//! Stack growth for deep recursion.
//!
//! Every Lox call re-enters the evaluator, so recursion in a script becomes
//! recursion on the native stack. Wrapping the evaluator in
//! [`ensure_sufficient_stack`] moves onto a freshly allocated segment
//! whenever the current one runs low.

/// Grow when less than this much stack remains.
const RED_ZONE: usize = 128 * 1024;

/// Size of each newly allocated segment.
const STACK_PER_RECURSION: usize = 2 * 1024 * 1024;

#[inline]
pub(crate) fn ensure_sufficient_stack<R>(f: impl FnOnce() -> R) -> R {
    stacker::maybe_grow(RED_ZONE, STACK_PER_RECURSION, f)
}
§
- The problem
Repeat the records above exactly, from the first line to the last.

- Reply
//! Stack growth for deep recursion.
//!
//! Every Lox call re-enters the evaluator, so recursion in a script becomes
//! recursion on the native stack. Wrapping the evaluator in
//! [`ensure_sufficient_stack`] moves onto a freshly allocated segment
//! whenever the current one runs low.

/// Grow when less than this much stack remains.
const RED_ZONE: usize = 128 * 1024;

/// Size of each newly allocated segment.
const STACK_PER_RECURSION: usize = 2 * 1024 * 1024;

#[inline]
pub(crate) fn ensure_sufficient_stack<R>(f: impl FnOnce() -> R) -> R {
    stacker::maybe_grow(RED_ZONE, STACK_PER_RECURSION, f)
}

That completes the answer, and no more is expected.